Linux Configuration

This project deals with deploying a web-application onto Ubuntu linux server.

Access

• IP Address: 34.214.52.161
• URL: http://ec2-34-214-52-161.us-west-2.compute.amazonaws.com/
• SSH port: 2200
• SSH login as grader : ssh grader@34.214.52.161 -p 2200 -i ~/.ssh/catalogapp

Setting up Account

• Create a AWS account and create an instance using Lightsail. You will be provided with a public IP and a default private key. Connect using SSH through the browser.
• Download the default key and store in file /c/users/komal/.ssh/key2 *Now you can login from the terminal using ssh -i ~/.ssh/key2 ubuntu@34.214.52.161
• Create a User named grader using sudo adduser grader You will be prompted to enter a password assosiated with the grader.

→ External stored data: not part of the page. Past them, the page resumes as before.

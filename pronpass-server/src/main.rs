use std::sync::Mutex;

use actix_cors::Cors;
use actix_web::{App, HttpResponse, HttpServer, Responder, get, middleware, put, web};

use pronpass_core::corpus;
use pronpass_core::error::PronpassError;
use pronpass_core::model::build_input::{BuildInput, SeedMode};
use pronpass_core::model::generator::PasswordGenerator;
use serde::Deserialize;

const CORPUS_FOLDER: &str = "./data";

/// Struct representing query parameters for the `/v1/password` endpoint
#[derive(Deserialize)]
struct PasswordParams {
	length: Option<usize>,
	nb_try: Option<usize>,
	sample_limit: Option<usize>,
	seed: Option<String>, // -> "random", "custom:<letter>" or absent
}

#[derive(Deserialize)]
struct NextLettersParams {
	letter: char,
}

#[derive(Deserialize)]
struct CorpusQuery {
	names: Option<String>,
}

struct SharedData {
	generator: PasswordGenerator,
}

impl PasswordParams {
	/// Turns the query into a `BuildInput`, validating the seed strategy.
	fn build_input(&self) -> Result<BuildInput, String> {
		let mut input = BuildInput::default();

		if let Some(length) = self.length {
			input.length = length;
		}
		if let Some(nb_try) = self.nb_try {
			input.nb_try = nb_try;
		}
		if let Some(sample_limit) = self.sample_limit {
			input.set_sample_limit(sample_limit).map_err(|e| e.to_string())?;
		}

		input.seed = match &self.seed {
			None => SeedMode::Random,
			Some(s) if s.to_lowercase() == "random" => SeedMode::Random,
			Some(s) if s.to_lowercase().starts_with("custom:") => {
				let value = &s["custom:".len()..];
				let mut letters = value.chars();
				match (letters.next(), letters.next()) {
					(Some(letter), None) => SeedMode::Custom(letter),
					_ => return Err("Custom seed must be a single character".into()),
				}
			}
			Some(_) => return Err("Seed must be 'random' or 'custom:<letter>'".into()),
		};

		Ok(input)
	}
}

/// Maps a core error to the HTTP status a client can act on.
fn error_response(error: PronpassError) -> HttpResponse {
	match &error {
		PronpassError::KeyNotFound { .. } => HttpResponse::NotFound().body(error.to_string()),
		PronpassError::InvalidLength { .. }
		| PronpassError::InvalidSampleLimit { .. }
		| PronpassError::CorpusAlreadyLoaded { .. } => HttpResponse::BadRequest().body(error.to_string()),
		PronpassError::NoSuccessorAvailable { .. } => HttpResponse::Conflict().body(error.to_string()),
		PronpassError::EmptyModel => HttpResponse::ServiceUnavailable().body(error.to_string()),
		_ => HttpResponse::InternalServerError().body(error.to_string()),
	}
}

/// HTTP GET endpoint `/v1/password`
///
/// Builds one password from the loaded corpora based on query parameters.
/// Returns the password as the response body.
#[get("/v1/password")]
async fn get_password(data: web::Data<Mutex<SharedData>>, query: web::Query<PasswordParams>) -> impl Responder {
	let input = match query.build_input() {
		Ok(input) => input,
		Err(e) => return HttpResponse::BadRequest().body(e),
	};

	let shared_data = match data.lock() {
		Ok(m) => m,
		Err(_) => return HttpResponse::InternalServerError().body("Generator lock failed"),
	};

	match shared_data.generator.generate(&input) {
		Ok(password) => HttpResponse::Ok().body(password),
		Err(e) => error_response(e),
	}
}

/// HTTP GET endpoint `/v1/next_letters`
///
/// Returns the ranked successors of a letter as a string, most likely
/// first. Unknown letters are a 404.
#[get("/v1/next_letters")]
async fn get_next_letters(data: web::Data<Mutex<SharedData>>, query: web::Query<NextLettersParams>) -> impl Responder {
	let shared_data = match data.lock() {
		Ok(m) => m,
		Err(_) => return HttpResponse::InternalServerError().body("Generator lock failed"),
	};

	match shared_data.generator.ranked_successors(query.letter) {
		Ok(successors) => HttpResponse::Ok().body(successors.iter().collect::<String>()),
		Err(e) => error_response(e),
	}
}

#[get("/v1/corpora")]
async fn get_corpora() -> impl Responder {
	match corpus::list_corpus_files(CORPUS_FOLDER) {
		Ok(files) => HttpResponse::Ok().body(files.join("\n").replace(".csv", "")),
		Err(_) => HttpResponse::InternalServerError().body("Failed to list corpora"),
	}
}

#[get("/v1/loaded_corpora")]
async fn get_loaded_corpora(data: web::Data<Mutex<SharedData>>) -> impl Responder {
	let shared_data = match data.lock() {
		Ok(m) => m,
		Err(_) => return HttpResponse::InternalServerError().body("Generator lock failed"),
	};
	HttpResponse::Ok().body(shared_data.generator.get_corpus_names().join("\n"))
}

#[put("/v1/load_corpora")]
async fn put_corpora(data: web::Data<Mutex<SharedData>>, query: web::Query<CorpusQuery>) -> impl Responder {
	let mut shared_data = match data.lock() {
		Ok(m) => m,
		Err(_) => return HttpResponse::InternalServerError().body("Generator lock failed"),
	};

	let query_names = match &query.names {
		Some(s) if !s.trim().is_empty() => s.trim(),
		_ => return HttpResponse::BadRequest().body("Missing or empty corpus name"),
	};

	let corpus_names: Vec<&str> = query_names
		.split(',')
		.map(|s| s.trim())
		.filter(|s| !s.is_empty())
		.collect();

	shared_data.generator = PasswordGenerator::default();
	for name in corpus_names {
		let corpus_path = format!("{}/{}.{}", CORPUS_FOLDER, name, corpus::CORPUS_EXTENSION);
		match shared_data.generator.load_corpus(corpus_path) {
			Ok(_) => (),
			Err(e) => return error_response(e),
		}
	}

	HttpResponse::Ok().body("Corpora loaded successfully")
}

/// Main entry point for the server.
///
/// Starts with an empty generator, wraps it in a `Mutex` for thread
/// safety, and starts an Actix-web HTTP server; corpora are loaded on
/// demand through `PUT /v1/load_corpora`.
///
/// # Notes
/// - The server binds to 127.0.0.1:5000.
/// - Currently, the corpus folder is hardcoded and should be made configurable.
#[actix_web::main]
async fn main() -> std::io::Result<()> {
	env_logger::init();

	let shared_data = SharedData {
		generator: PasswordGenerator::default(),
	};
	let shared_generator = web::Data::new(Mutex::new(shared_data));

	HttpServer::new(move || {
		App::new()
			.app_data(shared_generator.clone())
			.wrap(Cors::permissive())
			.wrap(middleware::Logger::default())
			.service(get_password)
			.service(get_next_letters)
			.service(get_corpora)
			.service(put_corpora)
			.service(get_loaded_corpora)
	})
		.bind(("127.0.0.1", 5000))?
		.run()
		.await
}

To give grader sudo access:

sudo visudo

• inside the file add grader ALL=(ALL:ALL) ALL below the root user save file(nano: ctrl+x, Y, Enter)
• Add grader to /etc/sudoers.d/ and type in grader ALL=(ALL:ALL) ALLby command sudo nano /etc/sudoers.d/grader
• Add root to /etc/sudoers.d/ and type in root ALL=(ALL:ALL) ALLby command sudo nano /etc/sudoers.d/root

to update current packages:

• Find updates:sudo apt-get update
• Install updates:sudo sudo apt-get upgrade

Change the SSH port from 22 to 2200 and other SSH configuration

• run sudo nano /etc/ssh/sshd_config and add port 2200 below port 22
• Also change PermitRootLogin prohibit-password to no to disallow root login
• Change PasswordAuthentication from no to yes. This should be changed back to no after we set our RSA key
• restart using sudo service ssh reload

Generate SSH key pairs:

• On your local machine generate SSH key pair with: ssh-keygen

• save your keygen file as ~/.ssh/catalogapp enter login phrase:*****.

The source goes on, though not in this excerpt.